# ACTION ITEM
Filter the entries below, keeping only lines with the word "BlockStore".

# Saved entries
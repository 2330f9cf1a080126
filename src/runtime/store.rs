//! Block store: the ordered list every editor operation mutates

use crate::core::StoredBlock;

/// Ordered block list owned by one editor
#[derive(Debug, Clone, Default, PartialEq)]
pub struct BlockStore {
    blocks: Vec<StoredBlock>,
}

impl BlockStore {
    pub fn new() -> Self {
        Self::default()
    }

    /// Append a block. Content records without a tag are refused.
    pub fn push(&mut self, block: StoredBlock) -> bool {
        if !admissible(&block) {
            return false;
        }
        self.blocks.push(block);
        true
    }

    /// Insert at `index`, clamped to the end of the list
    pub fn insert(&mut self, index: usize, block: StoredBlock) -> bool {
        if !admissible(&block) {
            return false;
        }
        let index = index.min(self.blocks.len());
        self.blocks.insert(index, block);
        true
    }

    pub fn remove(&mut self, index: usize) -> Option<StoredBlock> {
        (index < self.blocks.len()).then(|| self.blocks.remove(index))
    }

    /// Move the block at `from` so it ends up at `to`
    pub fn move_block(&mut self, from: usize, to: usize) -> bool {
        let len = self.blocks.len();
        if from >= len || to >= len {
            return false;
        }
        let block = self.blocks.remove(from);
        self.blocks.insert(to, block);
        true
    }

    pub fn get(&self, index: usize) -> Option<&StoredBlock> {
        self.blocks.get(index)
    }

    pub fn get_mut(&mut self, index: usize) -> Option<&mut StoredBlock> {
        self.blocks.get_mut(index)
    }

    pub fn iter(&self) -> impl Iterator<Item = &StoredBlock> {
        self.blocks.iter()
    }

    pub fn iter_mut(&mut self) -> impl Iterator<Item = &mut StoredBlock> {
        self.blocks.iter_mut()
    }

    pub fn as_slice(&self) -> &[StoredBlock] {
        &self.blocks
    }

    pub fn len(&self) -> usize {
        self.blocks.len()
    }

    pub fn is_empty(&self) -> bool {
        self.blocks.is_empty()
    }

    pub fn clear(&mut self) {
        self.blocks.clear();
    }

    /// Wholesale replacement, as on import
    pub fn replace_all(&mut self, blocks: impl IntoIterator<Item = StoredBlock>) {
        self.blocks = blocks.into_iter().filter(admissible).collect();
    }
}

fn admissible(block: &StoredBlock) -> bool {
    match block {
        StoredBlock::Content(record) => record.is_valid(),
        StoredBlock::Locked(_) => true,
    }
}
//! Editor options
//!
//! Options arrive from the host as JSON with camelCase keys. Every field has a
//! default, so `{}` is a valid configuration.

use serde::{Deserialize, Serialize};

use crate::license::signature::{Signer, DEFAULT_SIGNING_SECRET};
use crate::theme::{Theme, DEFAULT_THEME};

/// Component list entry enabling every descriptor
pub const ALL_COMPONENTS: &str = "all";

fn default_editor_theme() -> String {
    DEFAULT_THEME.into()
}

fn default_locale() -> String {
    "id".into()
}

fn default_components() -> Vec<String> {
    vec![ALL_COMPONENTS.into()]
}

fn default_signing_secret() -> String {
    DEFAULT_SIGNING_SECRET.into()
}

#[derive(Debug, Clone, PartialEq, Serialize, Deserialize)]
#[serde(rename_all = "camelCase")]
pub struct EditorOptions {
    #[serde(default = "default_editor_theme")]
    pub editor_theme: String,
    /// Falls back to the editor theme name when absent
    #[serde(default)]
    pub content_theme: Option<Theme>,
    #[serde(default = "default_locale")]
    pub locale: String,
    /// Descriptor keys `add_block` accepts, or `["all"]`
    #[serde(default = "default_components")]
    pub components: Vec<String>,
    #[serde(default)]
    pub license_key: Option<String>,
    /// Where the host validates license keys
    #[serde(default)]
    pub api_endpoint: Option<String>,
    #[serde(default = "default_signing_secret")]
    pub signing_secret: String,
    /// JSON or markup imported when the editor is created
    #[serde(default)]
    pub initial_content: Option<String>,
}

impl Default for EditorOptions {
    fn default() -> Self {
        Self {
            editor_theme: default_editor_theme(),
            content_theme: None,
            locale: default_locale(),
            components: default_components(),
            license_key: None,
            api_endpoint: None,
            signing_secret: default_signing_secret(),
            initial_content: None,
        }
    }
}

impl EditorOptions {
    /// Parse options from the host's JSON
    pub fn from_json(input: &str) -> Result<Self, ConfigError> {
        let options: Self = serde_json::from_str(input)?;
        options.validate()?;
        Ok(options)
    }

    pub fn signer(&self) -> Signer {
        Signer::new(self.signing_secret.clone())
    }

    /// Effective content theme
    pub fn content_theme(&self) -> Theme {
        self.content_theme
            .clone()
            .unwrap_or_else(|| Theme::named(self.editor_theme.clone()))
    }

    /// Whether `key` is enabled by the component list
    pub fn allows(&self, key: &str) -> bool {
        self.components
            .iter()
            .any(|c| c == ALL_COMPONENTS || c == key)
    }

    pub fn with_initial_content(mut self, content: impl Into<String>) -> Self {
        self.initial_content = Some(content.into());
        self
    }

    pub fn with_components<I, S>(mut self, components: I) -> Self
    where
        I: IntoIterator<Item = S>,
        S: Into<String>,
    {
        self.components = components.into_iter().map(Into::into).collect();
        self
    }

    fn validate(&self) -> Result<(), ConfigError> {
        if self.signing_secret.is_empty() {
            return Err(ConfigError::Invalid("signingSecret cannot be empty".into()));
        }
        if self.components.is_empty() {
            return Err(ConfigError::Invalid("components cannot be empty".into()));
        }
        Ok(())
    }
}

#[derive(Debug, thiserror::Error)]
pub enum ConfigError {
    #[error("invalid options JSON: {0}")]
    Json(#[from] serde_json::Error),

    #[error("invalid options: {0}")]
    Invalid(String),
}
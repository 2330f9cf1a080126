//! Structured sub-fields decoded from a record's `text`
//!
//! Every block kind owns a small grammar over two delimiters: a line break
//! separates top-level fields and `|` separates sub-fields within a line.
//! The helpers at the bottom of this module implement the shared pieces of
//! those grammars; the per-kind field order lives with each kind in
//! [`crate::categories`].

use serde::{Deserialize, Serialize};

/// Line separator between top-level fields.
pub const LINE: char = '\n';
/// Separator between sub-fields on one line.
pub const PART: char = '|';

/// A card inside a two- or three-column grid
#[derive(Debug, Clone, Default, PartialEq, Eq, Serialize, Deserialize)]
pub struct GridCard {
    pub title: String,
    pub icon: String,
    pub body: String,
}

/// A card inside a masonry grid
#[derive(Debug, Clone, Default, PartialEq, Eq, Serialize, Deserialize)]
pub struct MasonryCard {
    pub title: String,
    pub icon: String,
    /// `short`, `medium` or `long`
    pub size: String,
    pub body: String,
}

#[derive(Debug, Clone, Default, PartialEq, Eq, Serialize, Deserialize)]
pub struct CtaButton {
    pub label: String,
    pub href: String,
}

#[derive(Debug, Clone, Default, PartialEq, Eq, Serialize, Deserialize)]
pub struct TimelineEvent {
    pub date: String,
    pub title: String,
    pub body: String,
}

#[derive(Debug, Clone, Default, PartialEq, Eq, Serialize, Deserialize)]
pub struct AccordionItem {
    pub question: String,
    pub answer: String,
}

#[derive(Debug, Clone, Default, PartialEq, Eq, Serialize, Deserialize)]
pub struct PollOption {
    pub value: String,
    pub label: String,
}

/// Structured view of a block's `text`.
///
/// Repeatable groups are plain vectors: element order is display and edit
/// order, there is no separate index.
#[derive(Debug, Clone, PartialEq, Eq, Serialize, Deserialize)]
#[serde(tag = "shape", rename_all = "snake_case")]
pub enum BlockFields {
    /// Verbatim text (headings, paragraphs, code, text divider)
    Text { text: String },
    /// One item per line
    List { items: Vec<String> },
    /// Kinds that carry no data
    Empty,
    Image { url: String, title: String, caption: String },
    Embed { provider: String, url: String, caption: String },
    /// Title followed by free body text (tips and simple cards)
    Titled { title: String, body: String },
    Quote { label: String, body: String, author: String },
    Steps { title: String, steps: Vec<String> },
    ImageCard { title: String, body: String, image_url: String },
    IconCard { icon: String, title: String, body: String },
    Stat { number: String, label: String, description: String },
    CardGrid { cards: Vec<GridCard> },
    Masonry { cards: Vec<MasonryCard> },
    Cta { title: String, description: String, buttons: Vec<CtaButton> },
    Newsletter { title: String, description: String, placeholder: String, button: CtaButton },
    Table { rows: Vec<Vec<String>> },
    Timeline { events: Vec<TimelineEvent> },
    Accordion { items: Vec<AccordionItem> },
    Poll { question: String, options: Vec<PollOption> },
}

impl BlockFields {
    /// Name of the variant, used to check that edited fields fit a kind.
    pub fn shape(&self) -> &'static str {
        match self {
            BlockFields::Text { .. } => "text",
            BlockFields::List { .. } => "list",
            BlockFields::Empty => "empty",
            BlockFields::Image { .. } => "image",
            BlockFields::Embed { .. } => "embed",
            BlockFields::Titled { .. } => "titled",
            BlockFields::Quote { .. } => "quote",
            BlockFields::Steps { .. } => "steps",
            BlockFields::ImageCard { .. } => "image_card",
            BlockFields::IconCard { .. } => "icon_card",
            BlockFields::Stat { .. } => "stat",
            BlockFields::CardGrid { .. } => "card_grid",
            BlockFields::Masonry { .. } => "masonry",
            BlockFields::Cta { .. } => "cta",
            BlockFields::Newsletter { .. } => "newsletter",
            BlockFields::Table { .. } => "table",
            BlockFields::Timeline { .. } => "timeline",
            BlockFields::Accordion { .. } => "accordion",
            BlockFields::Poll { .. } => "poll",
        }
    }
}

// ---------------------------------------------------------------------------
// Grammar helpers
// ---------------------------------------------------------------------------

/// Split `text` into its `|`-separated sub-fields.
pub fn parts(line: &str) -> Vec<&str> {
    line.split(PART).collect()
}

/// Sub-field `index` of `parts`, empty when missing.
pub fn part(parts: &[&str], index: usize) -> String {
    parts.get(index).map(|s| s.to_string()).unwrap_or_default()
}

/// Line `index` of `text`, empty when missing.
pub fn line(text: &str, index: usize) -> String {
    text.split(LINE).nth(index).map(str::to_string).unwrap_or_default()
}

/// All lines from `index` on, joined back with line breaks.
pub fn rest(text: &str, index: usize) -> String {
    text.split(LINE).skip(index).collect::<Vec<_>>().join("\n")
}

/// Non-blank lines starting at `index`, in order.
pub fn items(text: &str, index: usize) -> Vec<String> {
    text.split(LINE)
        .skip(index)
        .filter(|l| !l.trim().is_empty())
        .map(str::to_string)
        .collect()
}

/// Join sub-fields of one line.
pub fn join_parts<S: AsRef<str>>(fields: &[S]) -> String {
    fields
        .iter()
        .map(AsRef::as_ref)
        .collect::<Vec<_>>()
        .join("|")
}

/// Join top-level fields.
pub fn join_lines<S: AsRef<str>>(lines: &[S]) -> String {
    lines
        .iter()
        .map(AsRef::as_ref)
        .collect::<Vec<_>>()
        .join("\n")
}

# ANSWER BOX
pub struct BlockStore {
impl BlockStore {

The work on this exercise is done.